Board of Directors recommends for their re-appointment as statutory
auditors.
DIRECTORS:
Mr. Raj Kumar Gupta a Director of the Company retires by rotation at the
forthcoming Annual General Meeting and being eligible, offer himself for
re-appointment.
Mr. Ashok Ahluwalia, Whole Time Director of the Company and Lt. Col. Inder
Pal Singh (Retd) resigned from the Directorship of the Company with effect
from 10th August, 2007. Your Directors wish to place on record their
appreciation for the co-operation and guidance given by them during their
association with the Company.
Mr. Ashok Paul Ahluwalia and Mr. Gaurav Kumar Mishra were appointed as
Additional Directors of the Company with effect from 10th August, 2007 to
hold office till the conclusion of the forthcoming Annual General Meeting
of the Company.
The Board of Director re-appointed Mr. Inder Pal Singh Walia as Managing
Director of the Company with effect from 1st May, 2007, subject to the
approval of the members and Central Government.
The Board of Directors recommends for their re-appointment as per the
resolution set out in the notice of Annual General Meeting.
CORPORATE GOVERNANCE:
Pursuant to clause 49 of the listing agreement entered into with the stock
exchanges, the Report on Corporate Governance together with Auditors
Certificate on Corporate Governance is annexed with this Report.
PARTICULARS OF EMPLOYEES:
There was no employee during the year under review in respect of whom
information is required to be given under section 217(2A) of the Companies
Act, 1956 read with the Companies (Particulars of Employees) Rules, 1975 as
amended.
DIRECTORS RESPONSIBILITY STATEMENT:
As required under section 217(2AA) of the Companies Act, 1956, the
Directors confirm that:
I. In the preparation of the annual accounts, the applicable accounting
standards had been followed and that no material departure had been made
from the same;
II. the Directors had selected such accounting policies and applied them
consistently and made judgments and estimates that are reasonable and
prudent so as to give a true and fair view of the state of affairs of the
Company at the end of the financial year and of the Profit and Loss of the
Company for that period;
III. the Directors had taken proper and sufficient care for the maintenance
of adequate accounting records in accordance with the provisions of the
Companies Act, 1956 for safeguarding the assets of the Company and for
preventing and detecting fraud and other irregularities; and
IV. the Directors had prepared the annual accounts on a going concern
basis.
PARTICULARS OF CONSERVATION OF ENERGY, TECHNOLOGY ABSORPTION & FOREIGN
EXCHANGE EARNINGS AND OUTGO:
The information required to be disclosed pursuant to Section 217(1)(e) of
the Companies Act, 1956 read with tie Companies (Disclosure of Particulars
in the Report of the Board of Directors) Rules, 1988 with respect to
Conservation of Energy, Technology absorption and Foreign Exchange earnings
and outgo, is given in the annexure - A forming part of this report.

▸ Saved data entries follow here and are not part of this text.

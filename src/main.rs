use std::process::ExitCode;
use std::str::FromStr;
use std::sync::Arc;
use anyhow::{Context, Result};
use clap::Parser;
use log::{error, info, warn, LevelFilter};
#[cfg(unix)]
use tokio::signal::unix::{signal, SignalKind};
use tokio_util::sync::CancellationToken;
use rangefetch::download::client::HttpRangeClient;
use rangefetch::download::config::Config;
use rangefetch::download::downloader::{Downloader, DownloaderConfig};
use rangefetch::download::error::DownloadEndCause;
use rangefetch::download::logger::setup_logger;
use crate::cli::CliArgs;

mod cli;

#[tokio::main]
async fn main() -> ExitCode {
    let args = CliArgs::parse();

    match run(args).await {
        Ok(()) => ExitCode::SUCCESS,
        Err(err) => {
            error!("{:#}", err);
            eprintln!("rangefetch: {:#}", err);
            ExitCode::FAILURE
        }
    }
}

async fn run(args: CliArgs) -> Result<()> {
    let mut config = match &args.config {
        Some(path) => Config::load_from_file(path)?,
        None => Config::default(),
    };
    if let Some(connections) = args.connections {
        config.connections = connections;
    }
    if let Some(output_dir) = args.output_dir {
        config.output_dir = output_dir;
    }
    if let Some(data_dir) = args.data_dir {
        config.data_dir = data_dir;
    }
    if args.log_file.is_some() {
        config.log_file = args.log_file;
    }

    let level = if args.verbose {
        LevelFilter::Debug
    } else {
        LevelFilter::from_str(&config.log_level)
            .with_context(|| format!("Unknown log level {}", config.log_level))?
    };
    setup_logger(level, config.log_file.as_deref())?;

    let cancel_token = CancellationToken::new();
    {
        let cancel_token = cancel_token.clone();
        tokio::spawn(async move {
            match shutdown_signal().await {
                Ok(()) => {
                    warn!("Interrupted, stopping all connections");
                    cancel_token.cancel();
                }
                Err(err) => {
                    error!("{:#}", err);
                    return;
                }
            }

            if shutdown_signal().await.is_ok() {
                warn!("Interrupted again, exiting without saving");
                std::process::exit(130);
            }
        });
    }

    let client = HttpRangeClient::new(reqwest::Client::new(), config.user_agent.clone());
    let downloader_config = DownloaderConfig {
        url: args.url,
        data_dir: config.data_dir,
        output_dir: config.output_dir,
        connection_count: config.connections,
    };
    let downloader = Downloader::new(downloader_config, Arc::new(client), cancel_token);

    match downloader.download().await? {
        DownloadEndCause::Finished { output } => info!("Saved to {}", output.display()),
        DownloadEndCause::Empty => info!("Remote file is empty, nothing was written"),
        DownloadEndCause::Paused { checkpoint } => {
            println!("Download paused, run the same command again to resume ({})", checkpoint.display());
        }
        DownloadEndCause::Cancelled => warn!("Download cancelled, the server does not support resuming"),
    }

    Ok(())
}

async fn shutdown_signal() -> Result<()> {
    let ctrl_c = tokio::signal::ctrl_c();
    tokio::pin!(ctrl_c);

    #[cfg(unix)]
    {
        let mut term = signal(SignalKind::terminate()).context("Failed to install SIGTERM handler")?;
        let mut hup = signal(SignalKind::hangup()).context("Failed to install SIGHUP handler")?;
        tokio::select! {
            _ = &mut ctrl_c => {},
            _ = term.recv() => {},
            _ = hup.recv() => {},
        }
        return Ok(());
    }

    #[cfg(not(unix))]
    {
        ctrl_c.await.context("Failed to listen for Ctrl-C")?;
        Ok(())
    }
}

APPRECIATION: The Board of Directors of the Company takes the opportunity
to express sincere appreciation for the efforts put in by the officers and
employees of the Company, at all levels, for attainment of improved working
results during the year under review. Relations with the workers remain
cordial.
We express our sincere thanks to the bankers, business associates and
shareholders of the Company for their cooperation in such difficult time.
Place: New Delhi By Order of the Board of Directors
Date : 16.08.2007
Sd/-
(Inder Pal Singh Walia)
Managing Director
ANNEXURE - A:
INFORMATION REQUIRED TO BE DISCLOSED UNDER SECTION 217(1)(e) OF THE
COMPANIES ACT, 1956 READ WITH THE COMPANIES (DISCLOSURE OF PARTICULARS IN
THE REPORT OF THE BOARD OF DIRECTORS) RULES, 1988.
CONSERVATION OF ENERGY:
Energy conservation measure taken:
- High-energy efficient metalliser and slitter being run at high capacity
resulting in lower power consumption for per unit of production.
- High-energy efficient generators being regularly maintained to achieve
better power generation for captive use.
Additional investment and proposals, if any, being implemented for
reduction of consumption of energy:
- The Company is making continuous efforts to improve energy conservation
through close monitoring of manufacturing method and process and regular
maintenance of D.G. set.
Impact of measures(a) and (b) above :
Power consumption per unit produced is controlled to some extent.
Total energy consumption and energy consumption per unit of production:
- As per Form - A.
- Not applicable as the Company is not covered under the list of specified
industries.
TECHNOLOGY ABSORPTION (As per Form - B):
(i) RESEARCH AND DEVELOPMENT (R&D):
Specific areas in which R&D carried out by the Company:
- Product improvement for better reliability and improved durability to
meet Specific customers need both domestic and export.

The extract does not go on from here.